● **Task objective**
Say how many lines in the following entries include "target", and add nothing else.

● **Provided records**
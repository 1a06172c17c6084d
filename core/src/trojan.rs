//! Co-orbital (Trojan) companion search at the L4/L5 Lagrange points.
//!
//! A Trojan body shares its planet's orbit 60° ahead of or behind it, so
//! once the light curve is folded at the planet's period its transits would
//! appear at phase −1/6 (L4) or +1/6 (L5).  The search measures the dip
//! depth in a band around each point against a baseline far from both the
//! planet and the Lagrange points.

use log::{info, warn};
use serde::{Deserialize, Serialize};

use crate::fold::{self, FoldError, FoldedLightCurve, PhaseWindows};
use crate::lightcurve::{self, LightCurve};

/// Phase of L4 in cycles (60° ahead of the planet).
pub const L4_PHASE: f64 = -1.0 / 6.0;

/// Phase of L5 in cycles (60° behind the planet).
pub const L5_PHASE: f64 = 1.0 / 6.0;

#[derive(Debug, thiserror::Error)]
pub enum TrojanError {
    #[error("known planet period must be positive, got {0}")]
    InvalidPeriod(f64),

    #[error(transparent)]
    Fold(#[from] FoldError),
}

/// A confirmed planet whose orbit is searched for companions.
#[derive(Clone, Debug, PartialEq, Serialize, Deserialize)]
pub struct KnownPlanet {
    pub name: String,
    /// Orbital period in days.
    pub period: f64,
    /// Mid-transit epoch, BJD or BTJD.
    pub epoch: f64,
    /// Literature transit depth in ppm.
    pub depth_ppm: f64,
}

impl KnownPlanet {
    /// Epoch in the TESS time system.
    pub fn epoch_btjd(&self) -> f64 {
        lightcurve::to_btjd(self.epoch)
    }
}

#[derive(Clone, Copy, Debug, PartialEq, Eq, Serialize, Deserialize)]
pub enum LagrangePoint {
    L4,
    L5,
}

impl LagrangePoint {
    pub fn phase(self) -> f64 {
        match self {
            LagrangePoint::L4 => L4_PHASE,
            LagrangePoint::L5 => L5_PHASE,
        }
    }
}

impl std::fmt::Display for LagrangePoint {
    fn fmt(&self, f: &mut std::fmt::Formatter<'_>) -> std::fmt::Result {
        match self {
            LagrangePoint::L4 => f.write_str("L4"),
            LagrangePoint::L5 => f.write_str("L5"),
        }
    }
}

/// Search geometry and decision thresholds.
#[derive(Clone, Debug, PartialEq, Serialize, Deserialize)]
#[serde(default)]
pub struct TrojanParams {
    /// Half-width of the band around each Lagrange point, in cycles.
    pub half_width: f64,
    pub baseline_min: f64,
    pub baseline_max: f64,
    /// |significance| above this counts as a detection.
    pub detection_sigma: f64,
    /// The measured planet depth must lie within this fraction of the
    /// literature depth.
    pub depth_tolerance: f64,
}

impl Default for TrojanParams {
    fn default() -> Self {
        Self {
            half_width: 0.05,
            baseline_min: 0.3,
            baseline_max: 0.5,
            detection_sigma: 3.0,
            depth_tolerance: 0.5,
        }
    }
}

#[derive(Clone, Debug, PartialEq, Serialize, Deserialize)]
pub struct KnownPlanetValidation {
    pub expected_depth_ppm: f64,
    pub measured_depth_ppm: f64,
    pub matches: bool,
}

#[derive(Clone, Debug, PartialEq, Serialize, Deserialize)]
pub struct LagrangePointMeasurement {
    pub point: LagrangePoint,
    /// Positive means dimming.
    pub depth_ppm: f64,
    pub uncertainty_ppm: f64,
    pub significance_sigma: f64,
    pub n_points: usize,
}

#[derive(Clone, Debug, PartialEq, Serialize, Deserialize)]
pub struct TrojanResult {
    pub target: String,
    pub planet: KnownPlanet,
    pub validation: KnownPlanetValidation,
    pub l4: LagrangePointMeasurement,
    pub l5: LagrangePointMeasurement,
    pub detection_sigma: f64,
    /// 3σ depth limit when neither point shows a detection.
    pub upper_limit_ppm: Option<f64>,
    /// Predicted mid-transit times of the known planet inside the data.
    pub transit_times: Vec<f64>,
}

impl TrojanResult {
    /// Lagrange points whose dip exceeds the detection threshold.
    pub fn detections(&self) -> Vec<LagrangePoint> {
        [&self.l4, &self.l5]
            .into_iter()
            .filter(|m| m.significance_sigma.abs() > self.detection_sigma)
            .map(|m| m.point)
            .collect()
    }
}

/// Trojan search around one known planet.
#[derive(Clone, Debug)]
pub struct TrojanSearch {
    planet: KnownPlanet,
    params: TrojanParams,
}

impl TrojanSearch {
    pub fn new(planet: KnownPlanet, params: TrojanParams) -> Self {
        Self { planet, params }
    }

    pub fn planet(&self) -> &KnownPlanet {
        &self.planet
    }

    fn fold(&self, lc: &LightCurve) -> Result<FoldedLightCurve, TrojanError> {
        if !(self.planet.period > 0.0) {
            return Err(TrojanError::InvalidPeriod(self.planet.period));
        }
        Ok(fold::fold(lc, self.planet.period, self.planet.epoch_btjd())?)
    }

    /// Check that the known planet's transit is recovered at its literature
    /// depth.
    pub fn validate_known_planet(&self, lc: &LightCurve) -> Result<KnownPlanetValidation, TrojanError> {
        let folded = self.fold(lc)?;
        let measured = fold::measure_depth(&folded, &PhaseWindows::default())?.depth_ppm();
        let expected = self.planet.depth_ppm;
        let matches = (measured - expected).abs() < expected * self.params.depth_tolerance;
        info!(
            "Known planet depth: expected {:.1} ppm, measured {:.1} ppm ({})",
            expected,
            measured,
            if matches { "match" } else { "mismatch" }
        );
        Ok(KnownPlanetValidation {
            expected_depth_ppm: expected,
            measured_depth_ppm: measured,
            matches,
        })
    }

    /// Dip depth in the band around one Lagrange point.
    pub fn measure_point(
        &self,
        folded: &FoldedLightCurve,
        point: LagrangePoint,
    ) -> Result<LagrangePointMeasurement, TrojanError> {
        let windows = PhaseWindows {
            center: point.phase(),
            in_half_width: self.params.half_width,
            baseline_min: self.params.baseline_min,
            baseline_max: self.params.baseline_max,
        };
        let d = fold::measure_depth(folded, &windows)?;
        Ok(LagrangePointMeasurement {
            point,
            depth_ppm: d.depth_ppm(),
            uncertainty_ppm: d.depth_err_ppm(),
            significance_sigma: d.significance(),
            n_points: d.n_in,
        })
    }

    /// Predicted transit times of the known planet within the data span.
    pub fn transit_times(&self, lc: &LightCurve) -> Vec<f64> {
        let (start, end) = lc.time_range();
        let (p, t0) = (self.planet.period, self.planet.epoch_btjd());
        if !(p > 0.0) {
            return Vec::new();
        }
        let first = ((start - t0) / p).ceil() as i64;
        let last = ((end - t0) / p).floor() as i64;
        (first..=last).map(|k| t0 + k as f64 * p).collect()
    }

    /// Validation, both Lagrange points and the transit ephemeris.
    pub fn run(&self, lc: &LightCurve) -> Result<TrojanResult, TrojanError> {
        let validation = self.validate_known_planet(lc)?;
        if !validation.matches {
            warn!("Known planet depth does not match the literature value");
        }

        let folded = self.fold(lc)?;
        let l4 = self.measure_point(&folded, LagrangePoint::L4)?;
        let l5 = self.measure_point(&folded, LagrangePoint::L5)?;
        for m in [&l4, &l5] {
            info!(
                "{}: depth {:.1} ± {:.1} ppm ({:.2}σ, {} points)",
                m.point, m.depth_ppm, m.uncertainty_ppm, m.significance_sigma, m.n_points
            );
        }

        let threshold = self.params.detection_sigma;
        let detected = l4.significance_sigma.abs() > threshold || l5.significance_sigma.abs() > threshold;
        let upper_limit_ppm = if detected {
            None
        } else {
            Some(threshold * l4.uncertainty_ppm.max(l5.uncertainty_ppm))
        };

        Ok(TrojanResult {
            target: lc.target.clone(),
            planet: self.planet.clone(),
            validation,
            l4,
            l5,
            detection_sigma: threshold,
            upper_limit_ppm,
            transit_times: self.transit_times(lc),
        })
    }
}

#[cfg(test)]
mod tests {
    use super::*;
    use crate::synthetic::{InjectedTransit, SyntheticLightCurve};
    use approx::assert_relative_eq;

    fn planet() -> KnownPlanet {
        KnownPlanet {
            name: "test b".to_string(),
            period: 2.2,
            epoch: 1325.5,
            depth_ppm: 5000.0,
        }
    }

    fn curve(trojan_depth: f64) -> LightCurve {
        let mut transits = vec![InjectedTransit::new(2.2, 1325.5, 0.005, 0.15)];
        if trojan_depth > 0.0 {
            // L5 trails the planet by a sixth of an orbit.
            transits.push(InjectedTransit::new(2.2, 1325.5 + 2.2 / 6.0, trojan_depth, 0.15));
        }
        SyntheticLightCurve {
            cadence_minutes: 10.0,
            noise_ppm: 300.0,
            transits,
            seed: 21,
            ..SyntheticLightCurve::default()
        }
        .build()
        .unwrap()
    }

    #[test]
    fn no_trojan_gives_upper_limit() {
        let search = TrojanSearch::new(planet(), TrojanParams::default());
        let result = search.run(&curve(0.0)).unwrap();
        assert!(result.validation.matches);
        assert!(result.detections().is_empty());
        assert!(result.upper_limit_ppm.unwrap() > 0.0);
        assert!(result.l4.n_points > 0 && result.l5.n_points > 0);
    }

    #[test]
    fn deep_trojan_at_l5_is_detected() {
        let search = TrojanSearch::new(planet(), TrojanParams::default());
        let result = search.run(&curve(0.003)).unwrap();
        assert_eq!(result.detections(), vec![LagrangePoint::L5]);
        assert!(result.upper_limit_ppm.is_none());
    }

    #[test]
    fn transit_times_fall_inside_data() {
        let lc = curve(0.0);
        let search = TrojanSearch::new(planet(), TrojanParams::default());
        let times = search.transit_times(&lc);
        let (start, end) = lc.time_range();
        assert!(!times.is_empty());
        assert!(times.iter().all(|&t| t >= start && t <= end));
        assert_relative_eq!(times[0], 1325.5);
    }

    #[test]
    fn bjd_epoch_is_converted() {
        let p = KnownPlanet {
            epoch: 2_454_954.357,
            ..planet()
        };
        assert_relative_eq!(p.epoch_btjd(), -2045.643, epsilon = 1e-6);
    }
}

● **Exercise result**
2